(Collected data entries)
= Beginning of Section =

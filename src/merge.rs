//! # Merge Strategies
//!
//! How a [`SliceFs`](crate::SliceFs) turns the raw entries of each layer into
//! one directory listing.
//!
//! A strategy has two steps:
//!
//! 1. [`annotate`](MergeStrategy::annotate) runs once per layer on that
//!    layer's raw entries.
//! 2. [`filter`](MergeStrategy::filter) runs once on the concatenation of
//!    every layer's annotated entries.
//!
//! | Strategy | Annotate | Filter |
//! |----------|----------|--------|
//! | [`PlainMerge`] | directories re-open through the composite | identity |
//! | [`LanguageAwareMerge`] | as above, plus `lang`/`weight`/`translation_base_name` on files | drop lower-weight duplicates |

use std::collections::HashMap;
use std::fmt;
use std::path::Path;
use std::sync::Arc;

use crate::{
    FileInfo, FileMeta, Fs, Languages, Opener, decorate_file_info, lang_info_from, weight_for,
};

/// Per-layer annotation and global filtering of merged directory listings.
pub trait MergeStrategy: Send + Sync + fmt::Debug {
    /// Short name for diagnostics.
    fn name(&self) -> &'static str;

    /// Decorate the raw entries `layer` returned for directory `dir`.
    ///
    /// `composite` is the filesystem directories must be re-opened through.
    fn annotate(
        &self,
        composite: &Arc<dyn Fs>,
        layer: &FileMeta,
        dir: &Path,
        entries: Vec<FileInfo>,
    ) -> Vec<FileInfo>;

    /// Filter the concatenated entries of all layers.
    fn filter(&self, entries: Vec<FileInfo>) -> Vec<FileInfo>;
}

/// Bind a directory entry to the composite, so opening it again merges
/// across layers instead of reading only the layer it came from.
pub(crate) fn open_through(composite: &Arc<dyn Fs>, dir: &Path, info: FileInfo) -> FileInfo {
    let name = dir.join(&info.name);
    decorate_file_info(
        Some(composite.clone()),
        Some(Opener::new(composite.clone(), name)),
        info,
        Path::new(""),
        Path::new(""),
        None,
    )
}

/// Ordered merge without deduplication.
///
/// For layers that are disjoint, or where duplicates are acceptable.
#[derive(Debug, Clone, Copy, Default)]
pub struct PlainMerge;

impl MergeStrategy for PlainMerge {
    fn name(&self) -> &'static str {
        "plain"
    }

    fn annotate(
        &self,
        composite: &Arc<dyn Fs>,
        _layer: &FileMeta,
        dir: &Path,
        entries: Vec<FileInfo>,
    ) -> Vec<FileInfo> {
        entries
            .into_iter()
            .map(|fi| {
                if fi.is_dir() {
                    open_through(composite, dir, fi)
                } else {
                    fi
                }
            })
            .collect()
    }

    fn filter(&self, entries: Vec<FileInfo>) -> Vec<FileInfo> {
        entries
    }
}

/// Merge that picks the right language variant of duplicated files.
///
/// Files get a language and weight from their name and their layer (see
/// [`weight_for`](crate::weight_for)). When the same file name appears more
/// than once, the first occurrence with the highest positive weight is kept
/// and every other file of that name is dropped. Names that only ever carry
/// weight 0, and all directories, are left alone.
#[derive(Debug, Clone, Default)]
pub struct LanguageAwareMerge {
    languages: Languages,
}

impl LanguageAwareMerge {
    /// Create a strategy recognizing `languages` in filenames.
    pub fn new(languages: Languages) -> Self {
        Self { languages }
    }

    /// The recognized languages.
    pub fn languages(&self) -> &Languages {
        &self.languages
    }
}

impl MergeStrategy for LanguageAwareMerge {
    fn name(&self) -> &'static str {
        "language"
    }

    fn annotate(
        &self,
        composite: &Arc<dyn Fs>,
        layer: &FileMeta,
        dir: &Path,
        entries: Vec<FileInfo>,
    ) -> Vec<FileInfo> {
        let layer_lang = layer.lang().unwrap_or_default();
        entries
            .into_iter()
            .map(|fi| {
                if fi.is_dir() {
                    return open_through(composite, dir, fi);
                }
                let info = lang_info_from(&self.languages, &fi.name);
                let (weight, lang) = weight_for(info.lang.as_deref(), layer_lang);
                let patch = FileMeta::new()
                    .with_lang(lang)
                    .with_weight(weight)
                    .with_translation_base_name(info.translation_base_name);
                decorate_file_info(None, None, fi, Path::new(""), Path::new(""), Some(patch))
            })
            .collect()
    }

    fn filter(&self, entries: Vec<FileInfo>) -> Vec<FileInfo> {
        let mut keep: HashMap<&str, (usize, i32)> = HashMap::new();
        for (i, fi) in entries.iter().enumerate() {
            if fi.is_dir() {
                continue;
            }
            let weight = fi.weight();
            if weight <= 0 {
                continue;
            }
            match keep.get(fi.name.as_str()) {
                Some(&(_, kept)) if weight <= kept => {}
                _ => {
                    keep.insert(&fi.name, (i, weight));
                }
            }
        }

        if keep.is_empty() {
            return entries;
        }

        let removed: Vec<usize> = entries
            .iter()
            .enumerate()
            .filter(|(i, fi)| {
                !fi.is_dir()
                    && keep
                        .get(fi.name.as_str())
                        .is_some_and(|&(kept, _)| kept != *i)
            })
            .map(|(i, _)| i)
            .collect();

        for &i in &removed {
            let fi = &entries[i];
            tracing::trace!(name = %fi.name, weight = fi.weight(), "dropping duplicate");
        }

        entries
            .into_iter()
            .enumerate()
            .filter(|(i, _)| removed.binary_search(i).is_err())
            .map(|(_, fi)| fi)
            .collect()
    }
}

= End of Section =

▸ **DESCRIPTION OF THE TASK**
Repeat the lines above with every word intact.

▸ **EXERCISE RESULT**
filename src/merge.rs
//! # Merge Strategies
//!
//! How a [`SliceFs`](crate::SliceFs) turns the raw entries of each layer into
//! one directory listing.
//!
//! A strategy has two steps:
//!
//! 1. [`annotate`](MergeStrategy::annotate) runs once per layer on that
//!    layer's raw entries.
//! 2. [`filter`](MergeStrategy::filter) runs once on the concatenation of
//!    every layer's annotated entries.
//!
//! | Strategy | Annotate | Filter |
//! |----------|----------|--------|
//! | [`PlainMerge`] | directories re-open through the composite | identity |
//! | [`LanguageAwareMerge`] | as above, plus `lang`/`weight`/`translation_base_name` on files | drop lower-weight duplicates |

use std::collections::HashMap;
use std::fmt;
use std::path::Path;
use std::sync::Arc;

use crate::{
    FileInfo, FileMeta, Fs, Languages, Opener, decorate_file_info, lang_info_from, weight_for,
};

/// Per-layer annotation and global filtering of merged directory listings.
pub trait MergeStrategy: Send + Sync + fmt::Debug {
    /// Short name for diagnostics.
    fn name(&self) -> &'static str;

    /// Decorate the raw entries `layer` returned for directory `dir`.
    ///
    /// `composite` is the filesystem directories must be re-opened through.
    fn annotate(
        &self,
        composite: &Arc<dyn Fs>,
        layer: &FileMeta,
        dir: &Path,
        entries: Vec<FileInfo>,
    ) -> Vec<FileInfo>;

    /// Filter the concatenated entries of all layers.
    fn filter(&self, entries: Vec<FileInfo>) -> Vec<FileInfo>;
}

/// Bind a directory entry to the composite, so opening it again merges
/// across layers instead of reading only the layer it came from.
pub(crate) fn open_through(composite: &Arc<dyn Fs>, dir: &Path, info: FileInfo) -> FileInfo {
    let name = dir.join(&info.name);
    decorate_file_info(
        Some(composite.clone()),
        Some(Opener::new(composite.clone(), name)),
        info,
        Path::new(""),
        Path::new(""),
        None,
    )
}

/// Ordered merge without deduplication.
///
/// For layers that are disjoint, or where duplicates are acceptable.
#[derive(Debug, Clone, Copy, Default)]
pub struct PlainMerge;

impl MergeStrategy for PlainMerge {
    fn name(&self) -> &'static str {
        "plain"
    }

    fn annotate(
        &self,
        composite: &Arc<dyn Fs>,
        _layer: &FileMeta,
        dir: &Path,
        entries: Vec<FileInfo>,
    ) -> Vec<FileInfo> {
        entries
            .into_iter()
            .map(|fi| {
                if fi.is_dir() {
                    open_through(composite, dir, fi)
                } else {
                    fi
                }
            })
            .collect()
    }

    fn filter(&self, entries: Vec<FileInfo>) -> Vec<FileInfo> {
        entries
    }
}

/// Merge that picks the right language variant of duplicated files.
///
/// Files get a language and weight from their name and their layer (see
/// [`weight_for`](crate::weight_for)). When the same file name appears more
/// than once, the first occurrence with the highest positive weight is kept
/// and every other file of that name is dropped. Names that only ever carry
/// weight 0, and all directories, are left alone.
#[derive(Debug, Clone, Default)]
pub struct LanguageAwareMerge {
    languages: Languages,
}

impl LanguageAwareMerge {
    /// Create a strategy recognizing `languages` in filenames.
    pub fn new(languages: Languages) -> Self {
        Self { languages }
    }

    /// The recognized languages.
    pub fn languages(&self) -> &Languages {
        &self.languages
    }
}

impl MergeStrategy for LanguageAwareMerge {
    fn name(&self) -> &'static str {
        "language"
    }

    fn annotate(
        &self,
        composite: &Arc<dyn Fs>,
        layer: &FileMeta,
        dir: &Path,
        entries: Vec<FileInfo>,
    ) -> Vec<FileInfo> {
        let layer_lang = layer.lang().unwrap_or_default();
        entries
            .into_iter()
            .map(|fi| {
                if fi.is_dir() {
                    return open_through(composite, dir, fi);
                }
                let info = lang_info_from(&self.languages, &fi.name);
                let (weight, lang) = weight_for(info.lang.as_deref(), layer_lang);
                let patch = FileMeta::new()
                    .with_lang(lang)
                    .with_weight(weight)
                    .with_translation_base_name(info.translation_base_name);
                decorate_file_info(None, None, fi, Path::new(""), Path::new(""), Some(patch))
            })
            .collect()
    }

    fn filter(&self, entries: Vec<FileInfo>) -> Vec<FileInfo> {
        let mut keep: HashMap<&str, (usize, i32)> = HashMap::new();
        for (i, fi) in entries.iter().enumerate() {
            if fi.is_dir() {
                continue;
            }
            let weight = fi.weight();
            if weight <= 0 {
                continue;
            }
            match keep.get(fi.name.as_str()) {
                Some(&(_, kept)) if weight <= kept => {}
                _ => {
                    keep.insert(&fi.name, (i, weight));
                }
            }
        }

        if keep.is_empty() {
            return entries;
        }

        let removed: Vec<usize> = entries
            .iter()
            .enumerate()
            .filter(|(i, fi)| {
                !fi.is_dir()
                    && keep
                        .get(fi.name.as_str())
                        .is_some_and(|&(kept, _)| kept != *i)
            })
            .map(|(i, _)| i)
            .collect();

        for &i in &removed {
            let fi = &entries[i];
            tracing::trace!(name = %fi.name, weight = fi.weight(), "dropping duplicate");
        }

        entries
            .into_iter()
            .enumerate()
            .filter(|(i, _)| removed.binary_search(i).is_err())
            .map(|(_, fi)| fi)
            .collect()
    }
}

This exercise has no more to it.